The lcfg/options/pkgforge-registry.h
header contains
the following default settings for the DB access parameters. The
following examples show how these can be overridden on a per-handler
basis. It is expected that normally you would just include the
appropriate header and no extra configuration would be required for
the handlers to access the registry.
#include <lcfg/options/pkgforge.h> !pkgforge.db_name mSET(pkgforge) !pkgforge.db_host mSET(pkgforge) !pkgforge.db_user mSET(pkgforge_admin)
The lcfg/options/pkgforge-master.h
header then
overrides the user name for the incoming queue processor like
this:
!pkgforge.db_user_incoming mSET(pkgforge_incoming)
Similarly the lcfg/options/pkgforge-builder.h
overrides the user name for the build daemon to be:
!pkgforge.db_user_buildd mSET(pkgforge_builder)
The init-scripts for the PkgForge handlers have support for running the k5start daemon to manage a Kerberos credentials cache for each handler. This allows the daemons to have Kerberos-authenticated access to the registry database. You will need to create a keytab for each daemon. The LCFG kerberos component makes this very easy.

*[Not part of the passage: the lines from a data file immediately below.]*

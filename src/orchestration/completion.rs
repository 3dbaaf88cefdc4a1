use crate::models::DispatchRequest;
use serde_json::Value;

/// What the orchestrator should do once a request was delivered
#[derive(Debug, Clone, PartialEq)]
pub enum Completion {
    /// The work item is done for now
    Finished,
    /// The handler ran but refused the work; counted separately from completions
    Blocked,
    /// Dispatch a follow-up request for the same work item
    Advance(DispatchRequest),
}

impl Completion {
    pub fn label(&self) -> &'static str {
        match self {
            Self::Finished => "completed",
            Self::Blocked => "blocked",
            Self::Advance(_) => "advanced",
        }
    }
}

/// Inspects a delivered handler output and decides what happens next
///
/// Called synchronously on the routing task, after delivery and before the
/// slot is released.
pub trait CompletionHandler: Send + Sync + 'static {
    fn on_delivered(&self, request: &DispatchRequest, output: &Value) -> Completion;
}
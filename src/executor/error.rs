// Error types for Executor module

use crate::store::StoreError;
use std::path::PathBuf;
use thiserror::Error;

/// Errors returned by `Executor::execute`
///
/// Everything the submitted code does (crashes, timeouts, oversized output, a
/// missing interpreter) is reported inside `ExecutionResult`, not here.
#[derive(Debug, Error)]
pub enum ExecutorError {
    #[error("Code is required and must be a non-empty string")]
    SourceMissing,

    #[error("Code too large: {len} characters (limit {max})")]
    SourceTooLarge { len: usize, max: usize },

    #[error("Exercise not found: {0}")]
    ExerciseNotFound(String),

    #[error("Execution failed: {0}")]
    Internal(String),
}

impl ExecutorError {
    /// Conventional HTTP status for the caller's response
    pub fn status_code(&self) -> u16 {
        match self {
            ExecutorError::SourceMissing => 400,
            ExecutorError::SourceTooLarge { .. } => 413,
            ExecutorError::ExerciseNotFound(_) => 404,
            ExecutorError::Internal(_) => 500,
        }
    }

    /// Whether the request itself was at fault
    pub fn is_client_error(&self) -> bool {
        self.status_code() < 500
    }
}

impl From<StoreError> for ExecutorError {
    fn from(err: StoreError) -> Self {
        ExecutorError::Internal(err.to_string())
    }
}

pub type Result<T> = std::result::Result<T, ExecutorError>;

/// Configuration loading errors
#[derive(Debug, Error)]
pub enum ConfigError {
    #[error("Failed to read config file {path}: {source}")]
    Read {
        path: PathBuf,
        #[source]
        source: std::io::Error,
    },

    #[error("TOML parse error: {0}")]
    TomlParse(#[from] toml::de::Error),

    #[error("Invalid configuration: {0}")]
    Invalid(String),
}

#[cfg(test)]
mod tests {
    use super::*;

    #[test]
    fn test_status_codes() {
        assert_eq!(ExecutorError::SourceMissing.status_code(), 400);
        assert_eq!(ExecutorError::SourceTooLarge { len: 2, max: 1 }.status_code(), 413);
        assert_eq!(ExecutorError::ExerciseNotFound("E1".into()).status_code(), 404);
        assert_eq!(ExecutorError::Internal("disk".into()).status_code(), 500);
        assert!(ExecutorError::SourceMissing.is_client_error());
        assert!(!ExecutorError::Internal("disk".into()).is_client_error());
    }

    #[test]
    fn test_internal_message() {
        let err = ExecutorError::Internal("No space left on device".into());
        assert_eq!(err.to_string(), "Execution failed: No space left on device");
    }
}
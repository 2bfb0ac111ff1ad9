//! Bounded execution of learner-submitted Python code.
//!
//! `Executor::execute` takes an `ExecutionRequest`, runs the source in a
//! private scratch directory under a wall-clock and output limit, optionally
//! harnesses it against an exercise's test script, and returns an
//! `ExecutionResult` describing what happened.

pub mod executor;
pub mod harness;
pub mod interpret;
pub mod runner;
pub mod sanitizer;
pub mod store;

pub use executor::{
    ConfigError, ExecutionRequest, ExecutionResult, Executor, ExecutorConfig, ExecutorError,
};
pub use interpret::{TestCaseOutcome, TestRunResult};
pub use runner::{ProcessRunner, RawProcessResult, RunnerConfig, ScriptRunner};
pub use store::{DirectoryStore, MemoryStore, StoreError, TestScriptSource};
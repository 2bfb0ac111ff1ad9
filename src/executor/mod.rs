// Executor module - validates requests and drives one execution end to end

pub mod config;
pub mod error;
pub mod orchestrator;
pub mod types;
pub mod workspace;

pub use config::ExecutorConfig;
pub use error::{ConfigError, ExecutorError, Result};
pub use orchestrator::{Executor, USER_CODE_FILE};
pub use types::{ExecutionRequest, ExecutionResult};
pub use workspace::ScratchWorkspace;
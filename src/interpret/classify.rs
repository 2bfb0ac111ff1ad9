// Test output classification

use crate::harness::{IMPORT_SENTINEL, TEST_CASE_PREFIX};
use crate::interpret::types::{ReportedCase, TestCaseOutcome, TestRunResult};
use regex::Regex;
use std::sync::LazyLock;
use tracing::debug;

/// Line printed by a legacy test script once every assertion held
pub const SUCCESS_MARKER: &str = "OK";

pub const IMPORT_MESSAGE: &str = "Failed to import your code. Check for syntax errors.";
pub const SYNTAX_MESSAGE: &str =
    "Syntax error in your code. Please check for typos, missing colons, or incorrect indentation.";
pub const NAME_MESSAGE: &str =
    "Variable or function name not found. Check your spelling and make sure you defined it.";
pub const INDENTATION_MESSAGE: &str =
    "Indentation error. Python requires consistent indentation (use 4 spaces).";
pub const NO_OUTPUT_MESSAGE: &str = "No output from tests. Check your function implementation.";
pub const UNKNOWN_FAILURE_MESSAGE: &str = "Unknown test failure";

const ASSERTION_PREFIX: &str = "AssertionError:";

/// `  File "x.py", line 3, in <module>` traceback preambles
static TRACEBACK_FRAME: LazyLock<Regex> = LazyLock::new(|| {
    Regex::new(r#"(?m)^[ \t]*File ".*?", line \d+, in .*?(?:\r?\n|$)"#)
        .expect("traceback frame pattern is valid")
});

/// Classify the output of a harnessed test run.
///
/// The first matching rule decides: import failure, structured case lines,
/// success marker, assertion lines, syntax/name/indentation errors, any other
/// stderr, and finally "no output".
pub fn classify(stdout: &str, stderr: Option<&str>) -> TestRunResult {
    let stderr = stderr.map(str::trim).filter(|s| !s.is_empty());
    let (passed, test_cases) = classify_cases(stdout, stderr);

    debug!(
        passed,
        cases = test_cases.len(),
        failed = test_cases.iter().filter(|c| !c.passed).count(),
        "classified test output"
    );

    TestRunResult {
        passed,
        test_cases,
        output: strip_reported_cases(stdout),
        errors: stderr.map(str::to_string),
    }
}

fn classify_cases(stdout: &str, stderr: Option<&str>) -> (bool, Vec<TestCaseOutcome>) {
    if let Some(errors) = stderr {
        if errors.contains(IMPORT_SENTINEL) {
            return (false, vec![TestCaseOutcome::fail("Import Test", IMPORT_MESSAGE)]);
        }
    }

    let mut reported = reported_cases(stdout);
    if !reported.is_empty() {
        if let Some(errors) = stderr {
            reported.push(TestCaseOutcome::fail("Execution", clean_traceback(errors)));
        }
        let passed = reported.iter().all(|case| case.passed);
        return (passed, reported);
    }

    let Some(errors) = stderr else {
        if has_success_marker(stdout) {
            return (true, vec![TestCaseOutcome::pass("All Tests")]);
        }
        return (false, vec![TestCaseOutcome::fail("Execution", NO_OUTPUT_MESSAGE)]);
    };

    if errors.contains(ASSERTION_PREFIX) {
        return (false, assertion_cases(errors));
    }

    let case = if errors.contains("SyntaxError:") {
        TestCaseOutcome::fail("Syntax Check", SYNTAX_MESSAGE)
    } else if errors.contains("NameError:") {
        TestCaseOutcome::fail("Variable Check", NAME_MESSAGE)
    } else if errors.contains("IndentationError:") {
        TestCaseOutcome::fail("Indentation Check", INDENTATION_MESSAGE)
    } else {
        TestCaseOutcome::fail("Execution", clean_traceback(errors))
    };
    (false, vec![case])
}

fn has_success_marker(stdout: &str) -> bool {
    stdout.lines().any(|line| line.trim() == SUCCESS_MARKER)
}

/// One failing case per `AssertionError:` line
fn assertion_cases(errors: &str) -> Vec<TestCaseOutcome> {
    errors
        .lines()
        .filter_map(|line| {
            let at = line.find(ASSERTION_PREFIX)?;
            let message = line[at + ASSERTION_PREFIX.len()..].trim();
            Some(TestCaseOutcome::fail("Test Case", message))
        })
        .collect()
}

/// Parse `__TEST_CASE__ {json}` lines, skipping malformed ones
fn reported_cases(stdout: &str) -> Vec<TestCaseOutcome> {
    stdout
        .lines()
        .filter_map(|line| line.trim_start().strip_prefix(TEST_CASE_PREFIX))
        .filter_map(|payload| match serde_json::from_str::<ReportedCase>(payload) {
            Ok(case) => Some(TestCaseOutcome::from(case)),
            Err(e) => {
                debug!(error = %e, "ignoring malformed test case line");
                None
            }
        })
        .collect()
}

/// `stdout` without the structured test-case lines
pub fn strip_reported_cases(stdout: &str) -> String {
    stdout
        .lines()
        .filter(|line| !line.trim_start().starts_with(TEST_CASE_PREFIX))
        .collect::<Vec<_>>()
        .join("\n")
}

/// Strip traceback file/line preambles and blank lines
pub fn clean_traceback(errors: &str) -> String {
    let stripped = TRACEBACK_FRAME.replace_all(errors, "");
    let cleaned = stripped
        .lines()
        .filter(|line| !line.trim().is_empty())
        .collect::<Vec<_>>()
        .join("\n");

    if cleaned.is_empty() {
        UNKNOWN_FAILURE_MESSAGE.to_string()
    } else {
        cleaned
    }
}
// Process termination: SIGTERM to the group, grace period, then SIGKILL

use std::time::Duration;
use tokio::process::Child;
use tracing::{debug, warn};

/// Stop a running child, escalating from a polite signal to a forced kill.
///
/// On Unix the child leads its own process group, so both signals reach any
/// processes it started. Elsewhere the child is killed outright.
pub(crate) async fn terminate(child: &mut Child, grace: Duration) {
    #[cfg(unix)]
    {
        if let Some(pid) = child.id() {
            signal_group(pid, nix::sys::signal::Signal::SIGTERM);
            let exited = tokio::time::timeout(grace, child.wait()).await.is_ok();
            signal_group(pid, nix::sys::signal::Signal::SIGKILL);
            if exited {
                debug!(pid, "process exited within grace period");
                return;
            }
        }
    }
    #[cfg(not(unix))]
    let _ = grace;

    if let Err(e) = child.kill().await {
        warn!(error = %e, "failed to kill process");
    }
}

/// Kill whatever is left in the child's process group after it exited.
pub(crate) fn sweep_group(pid: Option<u32>) {
    #[cfg(unix)]
    {
        if let Some(pid) = pid {
            signal_group(pid, nix::sys::signal::Signal::SIGKILL);
        }
    }
    #[cfg(not(unix))]
    let _ = pid;
}

#[cfg(unix)]
fn signal_group(pid: u32, signal: nix::sys::signal::Signal) {
    use nix::errno::Errno;
    use nix::sys::signal::killpg;
    use nix::unistd::Pid;

    match killpg(Pid::from_raw(pid as i32), signal) {
        Ok(()) | Err(Errno::ESRCH) => {}
        Err(e) => warn!(pid, signal = ?signal, error = %e, "failed to signal process group"),
    }
}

Here is an example, using the LCFG kerberos component.
#include <lcfg/options/pkgforge-builder.h> pkgforge.keytab_buildd <%pkgforge.configdir%>/pkgforge_builder.keytab #include <lcfg/options/kerberos-client.h> !kerberos.keys mADD(pkgforge_builder) kerberos.keytab_pkgforge_builder <%pkgforge.keytab_buildd%> kerberos.keytabuid_pkgforge_builder <%pkgforge.user%> kerberos.keytabgid_pkgforge_builder <%pkgforge.group%>
The pkgforge.keytab_buildd
resource tells the build
daemon init-script which keytab should be used when running k5start.
The principal will be named
like pkgforge_builder/host1.example.org
. The principal
could be manually created and stored into a keytab using
the kadmin
command if you do not wish to use the LCFG
kerberos component. Note that the UID and GID for the keytab MUST be
correct or nothing will work.
The keytab file name is passed to the init-script via a sysconfig
file. For build daemons this
is /etc/sysconfig/pkgforge-buildd
and for the incoming
queue processor this
is /etc/sysconfig/pkgforge-incoming
. If configuring the
system manually then the KRB5_KEYTAB
shell variable must
be set in the appropriate sysconfig file.